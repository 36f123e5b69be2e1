use tracing::debug;

use crate::csg::Subtract;
use crate::error::Result;
use crate::level::{LevelGeometry, LevelStore, SpawnPlacement, WallPlacement};
use crate::map::{LineColor, MapModel};
use crate::mapping::ScaleState;
use crate::math::{Point2, Point3, Vector3};
use crate::mesh::Mesh;

use super::extrude_prism::ExtrudePrism;
use super::wall_ribbon::WallRibbon;

/// Fixed extents and scales for level generation.
///
/// `overall_scale` multiplies every map-to-world conversion uniformly; the
/// remaining fields are world-space sizes.
#[derive(Debug, Clone, Copy)]
pub struct LevelParams {
    /// Uniform multiplier for all coordinate conversions.
    pub overall_scale: f64,
    /// Height of wall ribbons.
    pub wall_height: f64,
    /// Thickness of the floor slab; its top face sits at ground level.
    pub floor_thickness: f64,
    /// How far obstacle footprints are sunk below ground level.
    pub obstacle_depth: f64,
    /// Vertical lift of the spawn position above ground level.
    pub spawn_lift: f64,
    /// Vertical lift of wall outline polylines.
    pub outline_lift: f64,
}

impl Default for LevelParams {
    fn default() -> Self {
        Self {
            overall_scale: 10.0,
            wall_height: 1.0,
            floor_thickness: 0.5,
            obstacle_depth: 2.0,
            spawn_lift: 0.5,
            outline_lift: 0.5,
        }
    }
}

/// Builds the complete geometry of one level from a map model.
///
/// Runs the full pipeline in strict sequence: scale derivation, spawn
/// placement, floor slab, obstacle carving (a left fold of boolean
/// subtractions in map declaration order), wall ribbons, goal markers.
/// Generation is all-or-nothing: on any error the caller's store is left
/// untouched and no placement data is returned.
pub struct BuildLevel<'a> {
    map: &'a MapModel,
    params: LevelParams,
}

impl<'a> BuildLevel<'a> {
    /// Creates a new `BuildLevel` operation with default parameters.
    #[must_use]
    pub fn new(map: &'a MapModel) -> Self {
        Self {
            map,
            params: LevelParams::default(),
        }
    }

    /// Sets custom level parameters.
    #[must_use]
    pub fn with_params(mut self, params: LevelParams) -> Self {
        self.params = params;
        self
    }

    /// Executes the pipeline, committing meshes to `store` only on success.
    ///
    /// # Errors
    ///
    /// Returns [`crate::error::MapError::MissingSpawn`] if the map has no
    /// spawn line; any other map or geometry failure is propagated
    /// unmodified from the component that detected it.
    pub fn execute(&self, store: &mut LevelStore) -> Result<LevelGeometry> {
        let scale = ScaleState::from_ratio(self.map.ratio(), self.params.overall_scale);

        debug!(
            ratio = self.map.ratio(),
            lines = self.map.lines().len(),
            "generating level geometry"
        );

        // The spawn line is resolved first: its absence aborts generation
        // before any mesh is built.
        let spawn_line = self.map.spawn_line()?;
        let average = spawn_line.average_point();
        let position = scale.point_to_world(average) + Vector3::y() * self.params.spawn_lift;
        let player_scale = 2.0 * scale.length_to_world(spawn_line.rms_distance_from(average));
        let spawn = SpawnPlacement {
            position,
            player_scale,
        };

        // Floor slab spanning the full scaled extent, top face at y = 0.
        let half_extents = Vector3::new(
            scale.horizontal() * scale.overall() / 2.0,
            self.params.floor_thickness / 2.0,
            scale.vertical() * scale.overall() / 2.0,
        );
        let mut floor = Mesh::cuboid(
            Point3::new(0.0, -self.params.floor_thickness / 2.0, 0.0),
            half_extents,
        );

        for line in self.map.lines_with_color(LineColor::Obstacle) {
            let footprint: Vec<Point2> = line
                .points()
                .iter()
                .map(|p| {
                    let world = scale.point_to_world(*p);
                    Point2::new(world.x, world.z)
                })
                .collect();
            let prism =
                ExtrudePrism::new(footprint, -Vector3::y(), self.params.obstacle_depth).execute()?;
            floor = Subtract::new(&floor, &prism).execute()?;
        }
        debug!(triangles = floor.triangles.len(), "floor carving complete");

        // Walls and goals are staged before anything touches the store, so
        // a failure here still commits nothing.
        let mut staged_walls = Vec::new();
        for line in self.map.lines_with_color(LineColor::Wall) {
            let mesh = WallRibbon::new(line, self.params.wall_height, Vector3::zeros())
                .execute(&scale)?;
            let outline: Vec<Point3> = line
                .points()
                .iter()
                .map(|p| scale.point_to_world(*p) + Vector3::y() * self.params.outline_lift)
                .collect();
            staged_walls.push((mesh, line.color(), outline, line.is_loop()));
        }

        let goals: Vec<Point3> = self
            .map
            .lines_with_color(LineColor::Goal)
            .map(|line| scale.point_to_world(line.average_point()))
            .collect();

        debug!(
            walls = staged_walls.len(),
            goals = goals.len(),
            "level geometry complete"
        );

        let floor = store.add_mesh(floor);
        let walls = staged_walls
            .into_iter()
            .map(|(mesh, color, outline, looped)| WallPlacement {
                mesh: store.add_mesh(mesh),
                color,
                outline,
                looped,
            })
            .collect();

        Ok(LevelGeometry {
            floor,
            walls,
            spawn,
            goals,
        })
    }
}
———
▸ **To do**:
The lines to copy are those above that contain "impl".

▸ **Solution to this exercise**:
impl Default for LevelParams {
impl<'a> BuildLevel<'a> {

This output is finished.